Помните, что распределение Пуассона предполагает, что среднее значение и дисперсия одинаковы. Иногда ваши данные показывают дополнительные отклонения, которые превышают среднее значение. Эта ситуация называется избыточной дисперсией, и отрицательная биноминальная регрессия в этом отношении более гибкая, чем регрессия Пуассона (в этом случае вы все еще можете использовать регрессию Пуассона, но стандартные ошибки могут быть смещены). Отрицательное биномиальное распределение имеет один параметр больше , чем регрессии Пуассона , который регулирует дисперсию независимо от среднего значения. Фактически, распределение Пуассона является частным случаем отрицательного биномиального распределения.


16

Это слишком долго, чтобы быть комментарием, поэтому я сделаю это ответом.
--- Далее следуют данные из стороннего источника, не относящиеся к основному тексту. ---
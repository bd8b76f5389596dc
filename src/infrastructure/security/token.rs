// src/infrastructure/security/token.rs
use crate::application::{
    dto::{AuthTokenDto, AuthenticatedUser, TokenSubject},
    error::{ApplicationError, ApplicationResult},
    ports::security::TokenManager,
};
use crate::domain::user::UserId;
use async_trait::async_trait;
use biscuit_auth::{
    Biscuit, KeyPair, PrivateKey, PublicKey,
    builder::{Algorithm, AuthorizerBuilder, Term},
};
use chrono::{DateTime, Duration as ChronoDuration, Utc};
use std::{
    collections::HashMap,
    sync::Arc,
    time::{Duration, SystemTime, UNIX_EPOCH},
};

#[derive(Clone)]
pub struct BiscuitTokenManager {
    root: Arc<KeyPair>,
    public: PublicKey,
    ttl: Duration,
}

impl BiscuitTokenManager {
    pub fn new(private_key_hex: &str, ttl: Duration) -> ApplicationResult<Self> {
        let private = PrivateKey::from_bytes_hex(private_key_hex, Algorithm::Ed25519)
            .map_err(|err| ApplicationError::infrastructure(err.to_string()))?;
        let keypair = KeyPair::from(&private);
        let public = keypair.public();

        Ok(Self {
            root: Arc::new(keypair),
            public,
            ttl,
        })
    }
}

fn build_code_and_params(
    subject: &TokenSubject,
    issued_at: SystemTime,
    expires_at: SystemTime,
) -> (String, HashMap<String, Term>) {
    let mut params: HashMap<String, Term> = HashMap::new();
    params.insert("uid".to_string(), (i64::from(subject.user_id)).into());
    params.insert("uname".to_string(), subject.username.clone().into());
    params.insert("issued".to_string(), issued_at.into());
    params.insert("exp".to_string(), expires_at.into());

    let code = String::from(
        r#"
        user({uid}, {uname});
        issued_at({issued});
        expires_at({exp});
        check if time($now), $now >= {issued};
        check if time($now), $now <= {exp};
        "#,
    );

    (code, params)
}

fn build_and_serialize_biscuit(
    code: &str,
    params: HashMap<String, Term>,
    root: &KeyPair,
) -> Result<String, ApplicationError> {
    let builder = Biscuit::builder()
        .code_with_params(code, params, HashMap::new())
        .map_err(|err| ApplicationError::infrastructure(err.to_string()))?;

    let token = builder
        .build(root)
        .map_err(|err| ApplicationError::infrastructure(err.to_string()))?;

    let sealed = token
        .seal()
        .map_err(|err| ApplicationError::infrastructure(err.to_string()))?;
    sealed
        .to_base64()
        .map_err(|err| ApplicationError::infrastructure(err.to_string()))
}

fn ttl_to_expires_in_seconds(ttl: Duration) -> i64 {
    ChronoDuration::from_std(ttl)
        .unwrap_or_else(|_| ChronoDuration::seconds(ttl.as_secs() as i64))
        .num_seconds()
        .max(0)
}

#[derive(Default)]
struct Claims {
    user_id: Option<i64>,
    username: Option<String>,
    issued_at: Option<SystemTime>,
    expires_at: Option<SystemTime>,
}

impl Claims {
    fn from_facts(facts: Vec<biscuit_auth::builder::Fact>) -> Self {
        let mut claims = Claims::default();
        for fact in facts {
            claims.apply_predicate(fact.predicate);
        }
        claims
    }

    fn apply_predicate(&mut self, predicate: biscuit_auth::builder::Predicate) {
        match predicate.name.as_str() {
            "user" => {
                if predicate.terms.len() == 2 {
                    if let Term::Integer(id) = predicate.terms[0] {
                        self.user_id = Some(id);
                    }
                    if let Term::Str(name) = predicate.terms[1].clone() {
                        self.username = Some(name);
                    }
                }
            }
            "issued_at" => {
                if let Some(Term::Date(seconds)) = predicate.terms.first() {
                    self.issued_at = Some(UNIX_EPOCH + Duration::from_secs(*seconds));
                }
            }
            "expires_at" => {
                if let Some(Term::Date(seconds)) = predicate.terms.first() {
                    self.expires_at = Some(UNIX_EPOCH + Duration::from_secs(*seconds));
                }
            }
            _ => {}
        }
    }

    fn into_authenticated_user(self) -> ApplicationResult<AuthenticatedUser> {
        let user_id = self
            .user_id
            .ok_or_else(|| ApplicationError::unauthorized("missing user id"))?;
        let username = self
            .username
            .ok_or_else(|| ApplicationError::unauthorized("missing username"))?;
        let issued_at = self
            .issued_at
            .ok_or_else(|| ApplicationError::unauthorized("missing issued_at"))?;
        let expires_at = self
            .expires_at
            .ok_or_else(|| ApplicationError::unauthorized("missing expires_at"))?;

        Ok(AuthenticatedUser {
            id: UserId::new(user_id)?,
            username,
            issued_at: DateTime::<Utc>::from(issued_at),
            expires_at: DateTime::<Utc>::from(expires_at),
        })
    }
}

#[async_trait]
impl TokenManager for BiscuitTokenManager {
    async fn issue(&self, subject: TokenSubject) -> ApplicationResult<AuthTokenDto> {
        let issued_at = SystemTime::now();
        let expires_at = issued_at
            .checked_add(self.ttl)
            .ok_or_else(|| ApplicationError::infrastructure("token expiration overflow"))?;
        let (code, params) = build_code_and_params(&subject, issued_at, expires_at);

        let serialized = build_and_serialize_biscuit(&code, params, self.root.as_ref())?;

        Ok(AuthTokenDto {
            token: serialized,
            issued_at: DateTime::<Utc>::from(issued_at),
            expires_at: DateTime::<Utc>::from(expires_at),
            expires_in: ttl_to_expires_in_seconds(self.ttl),
        })
    }

    async fn authenticate(&self, token: &str) -> ApplicationResult<AuthenticatedUser> {
        let biscuit = Biscuit::from_base64(token, self.public)
            .map_err(|err| ApplicationError::unauthorized(err.to_string()))?;

        let mut authorizer = AuthorizerBuilder::new()
            .time()
            .build(&biscuit)
            .map_err(|err| ApplicationError::unauthorized(err.to_string()))?;

        authorizer
            .authorize()
            .map_err(|err| ApplicationError::unauthorized(err.to_string()))?;

        let view = biscuit
            .authorizer()
            .map_err(|err| ApplicationError::unauthorized(err.to_string()))?;
        let (facts, _, _, _) = view.dump();

        Claims::from_facts(facts).into_authenticated_user()
    }
}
Различие между биномиальным с одной стороны и пуассоновским и отрицательным биномиальным с другой - в природе данных; тесты не имеют значения.

Есть широко распространенные мифы о требованиях к регрессии Пуассона. Дисперсия, равная средней, характерна для пуассоновской регрессии, но для пуассоновской регрессии не требуется ни отклика ответа, ни предельного распределения отклика по Пуассону, равно как и классической регрессии требуется, чтобы она была нормальной (гауссовой).

Наличие сомнительных стандартных ошибок не является фатальным, не в последнюю очередь потому, что вы можете получить более точные оценки стандартных ошибок в приличных реализациях регрессии Пуассона.

Пуассон также не требует, чтобы ответ был посчитан. Это часто хорошо работает с неотрицательными непрерывными переменными. Для получения дополнительной информации о недооценке (каламбур) Пуассона см.

http://blog.stata.com/tag/poisson-regression/

и его ссылки. Содержание Stata этой записи в блоге не должно мешать ей быть интересным и полезным для людей, которые не используют Stata.

Трудно дать совет относительно выбора между пуассоновским и отрицательным биномиальным регрессом. Посмотрите, хорошо ли работает регрессия Пуассона; в противном случае рассмотрим большее осложнение отрицательной биномиальной регрессии.

Я не могу посоветовать использовать SPSS. Меня не удивит, если вам понадобится другое программное обеспечение для гибкой реализации пуассоновской или отрицательной биномиальной регрессии.


Вспомните мифы о требованиях: говорить, что «регрессия Пуассона» означает «использовать ту же функцию оценки, что и для Пуассонова GLM в подходе оценочных уравнений для получения точечных оценок для коэффициентов, и сэндвич-оценки их стандартных ошибок», скорее всего, на корень любой путаницы. В конце концов, OLS не называют гауссовой регрессией. К сожалению, «квази-пуассоновская регрессия с устойчивыми стандартными ошибками» - самое краткое название, которое я могу придумать.
Scortchi - Восстановить Монику

1
Согласовано. Любой, кто читает мои статьи, вероятно, заметит большой акцент на силе имен для добра или зла; это хорошо, чтобы вернуть некоторые из моих советов.
Ник Кокс

2

В SPSS Statistics команда GENLIN обрабатывает пуассоновский, отрицательный бином и многие другие. (Анализ> Обобщенные линейные модели). Это часть опции «Расширенная статистика».


0

Пуассоновский / отрицательный бином может также использоваться с двоичным результатом со смещением, равным единице. Конечно, это требует, чтобы данные были из предполагаемого проекта (когорты, т. Д., И т. Д.). Регрессия Пуассона или NB дает более подходящее измерение эффекта (IRR) по сравнению с отношением шансов от логистической регрессии.

Регрессия NB «безопаснее» для выполнения, чем регрессия Пуассона, потому что даже если параметр избыточной дисперсии (альфа в Stata) не является статистически значимым, результаты будут точно такими же, как и его форма регрессии Пуассона.

Используя наш сайт, вы подтверждаете, что прочитали и поняли нашу Политику в отношении файлов cookie и Политику конфиденциальности.
Licensed under cc by-sa 3.0 with attribution required.